[RECORDS PROVIDED]
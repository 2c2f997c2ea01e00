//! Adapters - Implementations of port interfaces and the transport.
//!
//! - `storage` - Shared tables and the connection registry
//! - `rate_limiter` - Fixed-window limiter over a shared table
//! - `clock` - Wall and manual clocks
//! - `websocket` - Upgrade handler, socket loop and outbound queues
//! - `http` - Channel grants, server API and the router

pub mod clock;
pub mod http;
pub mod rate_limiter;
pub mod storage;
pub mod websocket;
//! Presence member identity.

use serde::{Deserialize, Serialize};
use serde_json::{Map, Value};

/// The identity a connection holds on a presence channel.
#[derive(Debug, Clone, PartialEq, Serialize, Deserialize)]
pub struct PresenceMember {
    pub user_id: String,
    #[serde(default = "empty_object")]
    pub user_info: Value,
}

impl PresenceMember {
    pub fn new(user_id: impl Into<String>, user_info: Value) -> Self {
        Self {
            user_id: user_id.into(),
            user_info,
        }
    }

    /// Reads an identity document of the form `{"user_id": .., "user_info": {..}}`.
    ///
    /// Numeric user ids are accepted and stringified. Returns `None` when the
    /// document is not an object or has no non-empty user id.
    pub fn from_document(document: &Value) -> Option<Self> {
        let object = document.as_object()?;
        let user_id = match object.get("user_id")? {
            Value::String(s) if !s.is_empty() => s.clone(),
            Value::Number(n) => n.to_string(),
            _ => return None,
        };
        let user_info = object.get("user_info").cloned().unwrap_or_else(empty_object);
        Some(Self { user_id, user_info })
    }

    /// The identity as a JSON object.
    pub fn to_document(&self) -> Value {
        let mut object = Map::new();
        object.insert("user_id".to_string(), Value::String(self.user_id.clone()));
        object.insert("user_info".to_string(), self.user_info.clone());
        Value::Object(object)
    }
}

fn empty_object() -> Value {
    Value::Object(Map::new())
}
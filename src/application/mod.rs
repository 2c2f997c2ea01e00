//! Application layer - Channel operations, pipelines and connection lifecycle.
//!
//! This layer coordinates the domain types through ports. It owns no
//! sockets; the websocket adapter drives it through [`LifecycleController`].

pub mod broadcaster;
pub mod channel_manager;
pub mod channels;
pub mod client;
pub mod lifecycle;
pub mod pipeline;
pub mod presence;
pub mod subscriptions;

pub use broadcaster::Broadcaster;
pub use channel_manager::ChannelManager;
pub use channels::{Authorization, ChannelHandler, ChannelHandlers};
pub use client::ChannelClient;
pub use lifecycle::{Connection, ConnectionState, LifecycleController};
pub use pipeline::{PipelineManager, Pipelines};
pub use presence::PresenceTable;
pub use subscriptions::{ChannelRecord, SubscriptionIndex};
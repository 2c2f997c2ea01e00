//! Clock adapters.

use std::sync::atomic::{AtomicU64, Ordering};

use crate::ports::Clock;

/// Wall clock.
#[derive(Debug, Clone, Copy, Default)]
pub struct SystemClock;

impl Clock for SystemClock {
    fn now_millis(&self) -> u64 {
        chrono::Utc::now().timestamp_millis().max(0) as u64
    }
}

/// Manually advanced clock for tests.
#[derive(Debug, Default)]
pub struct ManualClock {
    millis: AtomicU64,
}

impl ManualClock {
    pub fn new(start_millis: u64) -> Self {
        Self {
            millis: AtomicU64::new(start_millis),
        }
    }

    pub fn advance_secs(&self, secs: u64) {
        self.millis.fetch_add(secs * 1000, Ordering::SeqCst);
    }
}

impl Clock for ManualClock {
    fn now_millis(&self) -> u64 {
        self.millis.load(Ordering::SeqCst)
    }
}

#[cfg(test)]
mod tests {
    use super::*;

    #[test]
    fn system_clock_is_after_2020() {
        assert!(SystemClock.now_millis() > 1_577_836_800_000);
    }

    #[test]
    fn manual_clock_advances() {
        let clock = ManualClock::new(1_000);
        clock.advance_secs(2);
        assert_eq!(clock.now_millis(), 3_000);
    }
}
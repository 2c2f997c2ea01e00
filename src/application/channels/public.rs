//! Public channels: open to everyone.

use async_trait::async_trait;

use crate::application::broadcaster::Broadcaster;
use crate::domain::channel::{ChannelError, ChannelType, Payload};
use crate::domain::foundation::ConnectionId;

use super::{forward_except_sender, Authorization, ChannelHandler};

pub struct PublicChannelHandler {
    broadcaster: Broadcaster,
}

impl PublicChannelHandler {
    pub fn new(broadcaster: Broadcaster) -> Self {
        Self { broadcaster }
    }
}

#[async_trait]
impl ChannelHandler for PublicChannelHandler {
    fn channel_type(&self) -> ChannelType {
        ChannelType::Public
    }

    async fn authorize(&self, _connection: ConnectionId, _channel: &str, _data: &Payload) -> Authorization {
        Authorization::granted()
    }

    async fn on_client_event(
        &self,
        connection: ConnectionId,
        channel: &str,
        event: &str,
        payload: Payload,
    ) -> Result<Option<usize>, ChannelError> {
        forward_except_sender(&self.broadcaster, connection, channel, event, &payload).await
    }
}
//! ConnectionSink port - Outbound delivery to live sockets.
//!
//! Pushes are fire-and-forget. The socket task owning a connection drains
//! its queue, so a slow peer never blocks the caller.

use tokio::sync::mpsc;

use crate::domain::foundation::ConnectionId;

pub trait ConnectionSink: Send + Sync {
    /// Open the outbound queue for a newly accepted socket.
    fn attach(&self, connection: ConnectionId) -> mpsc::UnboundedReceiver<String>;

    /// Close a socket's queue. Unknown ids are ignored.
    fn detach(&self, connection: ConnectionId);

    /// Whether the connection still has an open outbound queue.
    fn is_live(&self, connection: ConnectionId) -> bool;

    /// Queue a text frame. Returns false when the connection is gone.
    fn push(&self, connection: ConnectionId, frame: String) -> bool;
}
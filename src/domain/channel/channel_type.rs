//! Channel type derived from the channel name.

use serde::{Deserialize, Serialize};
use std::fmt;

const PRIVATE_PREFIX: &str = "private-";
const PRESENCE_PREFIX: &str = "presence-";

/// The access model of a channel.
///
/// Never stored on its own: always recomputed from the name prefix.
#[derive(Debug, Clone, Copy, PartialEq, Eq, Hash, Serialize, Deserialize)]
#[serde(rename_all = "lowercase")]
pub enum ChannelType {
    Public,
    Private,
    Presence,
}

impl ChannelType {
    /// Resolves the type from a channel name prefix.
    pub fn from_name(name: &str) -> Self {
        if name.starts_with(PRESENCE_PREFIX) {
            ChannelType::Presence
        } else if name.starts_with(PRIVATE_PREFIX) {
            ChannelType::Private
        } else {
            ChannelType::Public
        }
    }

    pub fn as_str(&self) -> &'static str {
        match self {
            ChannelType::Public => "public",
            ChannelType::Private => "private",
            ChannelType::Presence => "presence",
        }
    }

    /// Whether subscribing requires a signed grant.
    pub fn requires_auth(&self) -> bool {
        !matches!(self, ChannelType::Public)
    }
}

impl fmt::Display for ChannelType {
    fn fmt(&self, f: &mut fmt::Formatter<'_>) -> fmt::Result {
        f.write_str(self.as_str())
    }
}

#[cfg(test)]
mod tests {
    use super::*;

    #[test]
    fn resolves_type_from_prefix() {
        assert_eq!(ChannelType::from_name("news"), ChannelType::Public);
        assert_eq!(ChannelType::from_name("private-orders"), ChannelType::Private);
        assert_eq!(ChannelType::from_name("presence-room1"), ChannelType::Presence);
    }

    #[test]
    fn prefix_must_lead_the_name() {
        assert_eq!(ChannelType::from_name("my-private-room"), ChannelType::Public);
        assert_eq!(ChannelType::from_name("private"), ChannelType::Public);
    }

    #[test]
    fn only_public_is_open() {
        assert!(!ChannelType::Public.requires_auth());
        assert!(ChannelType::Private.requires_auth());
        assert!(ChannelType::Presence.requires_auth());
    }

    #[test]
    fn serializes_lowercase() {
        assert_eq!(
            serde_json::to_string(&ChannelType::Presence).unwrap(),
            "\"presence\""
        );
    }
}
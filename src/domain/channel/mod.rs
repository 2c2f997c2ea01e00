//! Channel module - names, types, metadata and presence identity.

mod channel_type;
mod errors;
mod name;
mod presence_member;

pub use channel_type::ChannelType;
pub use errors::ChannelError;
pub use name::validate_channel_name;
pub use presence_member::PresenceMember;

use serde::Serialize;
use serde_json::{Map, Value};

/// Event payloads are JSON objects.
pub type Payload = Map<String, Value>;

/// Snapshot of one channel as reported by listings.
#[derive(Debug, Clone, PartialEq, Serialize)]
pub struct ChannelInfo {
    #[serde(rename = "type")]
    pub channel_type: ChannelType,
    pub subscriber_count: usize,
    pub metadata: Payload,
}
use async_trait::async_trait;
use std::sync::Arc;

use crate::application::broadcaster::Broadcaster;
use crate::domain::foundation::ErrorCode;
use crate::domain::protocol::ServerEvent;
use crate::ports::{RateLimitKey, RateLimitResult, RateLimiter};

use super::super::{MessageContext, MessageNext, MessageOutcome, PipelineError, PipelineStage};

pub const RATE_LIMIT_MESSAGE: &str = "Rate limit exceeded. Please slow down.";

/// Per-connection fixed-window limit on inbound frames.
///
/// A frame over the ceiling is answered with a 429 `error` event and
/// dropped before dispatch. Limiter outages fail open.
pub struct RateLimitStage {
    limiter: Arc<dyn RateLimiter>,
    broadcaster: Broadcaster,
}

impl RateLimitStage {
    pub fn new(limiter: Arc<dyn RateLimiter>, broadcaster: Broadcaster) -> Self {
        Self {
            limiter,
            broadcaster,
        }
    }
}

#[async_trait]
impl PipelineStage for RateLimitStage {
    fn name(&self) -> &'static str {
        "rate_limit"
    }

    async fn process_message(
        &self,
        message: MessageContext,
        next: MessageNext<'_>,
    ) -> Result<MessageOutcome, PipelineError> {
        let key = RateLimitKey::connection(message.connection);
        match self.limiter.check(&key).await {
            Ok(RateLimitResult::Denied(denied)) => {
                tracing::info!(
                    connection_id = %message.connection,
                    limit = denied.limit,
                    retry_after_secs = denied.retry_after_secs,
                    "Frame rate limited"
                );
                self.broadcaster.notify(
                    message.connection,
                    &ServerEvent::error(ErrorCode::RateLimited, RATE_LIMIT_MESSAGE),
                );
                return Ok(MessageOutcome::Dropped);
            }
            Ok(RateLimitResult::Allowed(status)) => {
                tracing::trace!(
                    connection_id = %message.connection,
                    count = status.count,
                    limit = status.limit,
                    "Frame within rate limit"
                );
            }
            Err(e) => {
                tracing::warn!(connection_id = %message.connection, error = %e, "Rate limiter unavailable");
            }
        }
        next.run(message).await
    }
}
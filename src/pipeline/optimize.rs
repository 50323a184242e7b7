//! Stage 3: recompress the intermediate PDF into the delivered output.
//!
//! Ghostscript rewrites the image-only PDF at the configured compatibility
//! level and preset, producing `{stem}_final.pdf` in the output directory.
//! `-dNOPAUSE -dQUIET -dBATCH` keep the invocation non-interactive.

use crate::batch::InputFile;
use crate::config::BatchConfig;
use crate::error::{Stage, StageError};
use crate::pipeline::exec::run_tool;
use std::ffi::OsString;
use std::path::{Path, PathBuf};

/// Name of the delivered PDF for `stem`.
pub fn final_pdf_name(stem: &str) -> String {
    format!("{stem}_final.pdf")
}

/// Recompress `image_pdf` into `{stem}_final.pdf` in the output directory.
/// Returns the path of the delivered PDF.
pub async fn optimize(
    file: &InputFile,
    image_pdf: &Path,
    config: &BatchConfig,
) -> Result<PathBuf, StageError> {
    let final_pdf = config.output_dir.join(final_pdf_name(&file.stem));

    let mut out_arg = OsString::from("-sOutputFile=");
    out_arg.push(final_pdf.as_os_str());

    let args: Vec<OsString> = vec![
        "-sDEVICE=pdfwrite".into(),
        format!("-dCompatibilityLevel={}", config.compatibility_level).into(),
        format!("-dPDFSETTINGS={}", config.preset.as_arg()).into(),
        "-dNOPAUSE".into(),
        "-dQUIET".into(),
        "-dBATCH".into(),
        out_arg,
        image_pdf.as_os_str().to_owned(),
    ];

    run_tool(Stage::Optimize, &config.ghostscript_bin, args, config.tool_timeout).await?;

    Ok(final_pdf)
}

[WORK INSTRUCTIONS] Reproduce, exactly and without additions, the run of lines from the start of the listing above to the line bearing "and outbound queues", inclusive.

[WRITTEN ANSWER]
repository 2c2f997c2ea01e00
//! Adapters - Implementations of port interfaces and the transport.
//!
//! - `storage` - Shared tables and the connection registry
//! - `rate_limiter` - Fixed-window limiter over a shared table
//! - `clock` - Wall and manual clocks
//! - `websocket` - Upgrade handler, socket loop and outbound queues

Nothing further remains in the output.